La casa ora era immersa nel silenzio. Avvertiva soltanto, a tratti, echi di una musica proveniente da chissà dove, e poi nient'altro che la sensazione piacevole di tepore che sapeva comunicarle quel fagottino adagiato contro di lei, ed il respiro regolare del bambino ormai immerso nel sonno: dormiva, finalmente, e su questo non c'erano dubbi.

Muovendosi con estrema circospezione per non svegliarlo, Sara si alzò in piedi e depose suo figlio nel lettino a pochi passi da lei, gli rimboccò le coperte e finalmente fu libera di lasciare la stanza da letto per trasferirsi in soggiorno.

Quasi tutti l'avevano giudicata una pazza quando aveva deciso di mettere al mondo quel bambino nonostante che il padre, suo compagno da molto tempo, l'avesse lasciata sola non appena informato dell'incipiente gravidanza, ma Sara non si era curata delle opinioni contrastanti: aveva trentatré anni, un lavoro che le garantiva l'indipendenza economica, e viveva in un appartamento lasciatole in eredità dal padre scomparso qualche anno prima, perciò poteva permettersi di non temere il futuro.
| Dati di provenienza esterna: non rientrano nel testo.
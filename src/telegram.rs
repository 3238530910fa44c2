pub mod client;
pub mod types;

pub use client::{BotApi, BotClient};
pub use types::{ApiReply, OutgoingMessage, ParseMode};

#[cfg(test)]
pub use client::MockBotApi;
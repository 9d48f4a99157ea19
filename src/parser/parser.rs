//! Recursive-descent parser over the token stream
//!
//! All helpers share one cursor. Each helper consumes zero or more tokens and
//! hands back a node, or nothing when the dispatched token produces no node
//! (a newline at the top level). The parser never fails: unterminated
//! constructs close at the end of the line or the end of input.
//!
//! Termination rules per construct:
//!
//! - heading: closes at a newline (consumed) or end of input
//! - bold, italic, inline code: close at the matching marker or a newline
//!   (both consumed) or end of input
//! - fenced code: closes at three consecutive code markers (consumed) or end of
//!   input; the tokens in between are taken literally

use crate::ast::{Document, Element, Node};
use crate::lexer::{Token, TokenKind};

const FENCE_LENGTH: usize = 3;

pub struct Parser<'t> {
    tokens: &'t [Token],
    cursor: usize,
}

impl<'t> Parser<'t> {
    pub fn new(tokens: &'t [Token]) -> Self {
        Self { tokens, cursor: 0 }
    }

    /// Current cursor position, in tokens
    pub fn cursor(&self) -> usize {
        self.cursor
    }

    pub fn is_at_end(&self) -> bool {
        self.cursor >= self.tokens.len()
    }

    /// Parse every remaining token into a document
    pub fn parse_document(mut self) -> Document {
        let mut document = Document::new();
        while !self.is_at_end() {
            if let Some(node) = self.parse_next() {
                document.push(node);
            }
        }
        document
    }

    /// Consume the next token and build the node it opens.
    ///
    /// Always consumes at least one token when input remains.
    pub fn parse_next(&mut self) -> Option<Node> {
        let token = self.advance()?;

        match token.kind {
            TokenKind::Heading => Some(self.parse_heading()),
            TokenKind::Text => Some(Node::text(token.literal.as_str())),
            TokenKind::Bold => Some(self.parse_formatting(TokenKind::Bold, Element::Strong)),
            TokenKind::Italic => Some(self.parse_formatting(TokenKind::Italic, Element::Italic)),
            TokenKind::Code => Some(self.parse_code()),
            TokenKind::Newline => None,
        }
    }

    // ------------------------------------------------------------------------
    // Cursor
    // ------------------------------------------------------------------------

    fn advance(&mut self) -> Option<&'t Token> {
        let token = self.tokens.get(self.cursor)?;
        self.cursor += 1;
        Some(token)
    }

    fn peek(&self, offset: usize) -> Option<&'t Token> {
        self.tokens.get(self.cursor + offset)
    }

    fn peek_kind(&self, offset: usize) -> Option<TokenKind> {
        self.peek(offset).map(|token| token.kind)
    }

    /// Whether the next `count` tokens are all of `kind`
    fn matches_run(&self, kind: TokenKind, count: usize) -> bool {
        (0..count).all(|offset| self.peek_kind(offset) == Some(kind))
    }

    /// Number of consecutive `kind` tokens starting at the cursor
    fn run_length(&self, kind: TokenKind) -> usize {
        self.tokens[self.cursor..]
            .iter()
            .take_while(|token| token.kind == kind)
            .count()
    }

    fn skip(&mut self, count: usize) {
        for _ in 0..count {
            self.advance();
        }
    }

    // ------------------------------------------------------------------------
    // Constructs
    // ------------------------------------------------------------------------

    /// Called with the first heading marker already consumed
    fn parse_heading(&mut self) -> Node {
        let mut level = 1;
        while self.peek_kind(0) == Some(TokenKind::Heading) {
            level += 1;
            self.advance();
        }

        let mut content = Vec::new();
        while let Some(kind) = self.peek_kind(0) {
            if kind == TokenKind::Newline {
                self.advance();
                break;
            }
            if let Some(node) = self.parse_next() {
                content.push(node);
            }
        }

        Node::heading(level, content)
    }

    /// Called with the opening marker already consumed
    fn parse_formatting(&mut self, marker: TokenKind, element: Element) -> Node {
        let mut content = Vec::new();
        while let Some(kind) = self.peek_kind(0) {
            if kind == marker || kind == TokenKind::Newline {
                self.advance();
                break;
            }
            if let Some(node) = self.parse_next() {
                content.push(node);
            }
        }

        Node::formatting(element, content)
    }

    /// Called with the first code marker already consumed
    fn parse_code(&mut self) -> Node {
        if !self.matches_run(TokenKind::Code, FENCE_LENGTH - 1) {
            return self.parse_formatting(TokenKind::Code, Element::Code);
        }
        self.skip(FENCE_LENGTH - 1);

        let mut content = Vec::new();
        while !self.is_at_end() {
            let run = self.run_length(TokenKind::Code);
            if run == FENCE_LENGTH {
                self.skip(FENCE_LENGTH);
                break;
            }
            // Backtick runs of any other length are content. A newline token's
            // literal is the line break itself.
            for _ in 0..run.max(1) {
                if let Some(token) = self.peek(0) {
                    content.push(Node::text(token.literal.as_str()));
                }
                self.advance();
            }
        }

        Node::formatting(Element::Code, content)
    }
}

/// Parse a token stream into a document
pub fn parse(tokens: &[Token]) -> Document {
    Parser::new(tokens).parse_document()
}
Certo, aveva anche amato Marco, il padre del suo bambino, e progettato di formare una famiglia con lui, tanto che vederlo fuggire in quel modo aveva costituito una delusione davvero cocente, tuttavia gli anni passavano e Sara temeva di non avere più davanti a sé molto tempo a disposizione per avere dei figli. E se non avesse incontrato un altro uomo?

L'orologio biologico correva, ed era per questo che Sara aveva scartato a priori la possibilità di abortire.

Sua madre, risposatasi con un amico di gioventù col quale aveva scelto di condividere serenamente la terza età, non aveva ostacolato la sua decisione:

“Stai per assumerti una responsabilità enorme, mia cara, perché ti sarà doppiamente difficile crescere un bambino senza padre. Un giorno tuo figlio potrebbe anche rimproverarti per questo…Però Giovanni ed io saremo felici di aiutarti in tutti i modi, e quando dovrai riprendere il lavoro naturalmente ce n'occuperemo noi, almeno finché non ti sarà possibile mandarlo al nido, e poi all'asilo.

Così, in una fresca e luminosa giornata d'aprile, era nato Valerio, e la vita di Sara era cambiata completamente: ritmi, orari, abitudini. Pensieri, preoccupazioni teoriche e pratiche riguardo a pannolini e biberon, pappe ed omogeneizzati, e poi una serie d'altre cose di cui, fino a quel momento, Sara aveva ignorato l'esistenza, ma che ora le sembravano tutte assolutamente fondamentali.

Tra poche settimane, terminato anche il periodo di congedo per maternità facoltativo, Sara avrebbe ripreso definitivamente il suo lavoro in ufficio, e già si chiedeva che effetto le avrebbe fatto ritrovarsi dopo tanto tempo dietro la sua scrivania, in un mondo che al momento le appariva del tutto estraneo, ma al quale, bene o male, avrebbe dovuto riabituarsi: dopotutto, in precedenza aveva goduto di una certa fama da “donna in carriera”, no?

Valerio, con i nonni, sarebbe stato benissimo.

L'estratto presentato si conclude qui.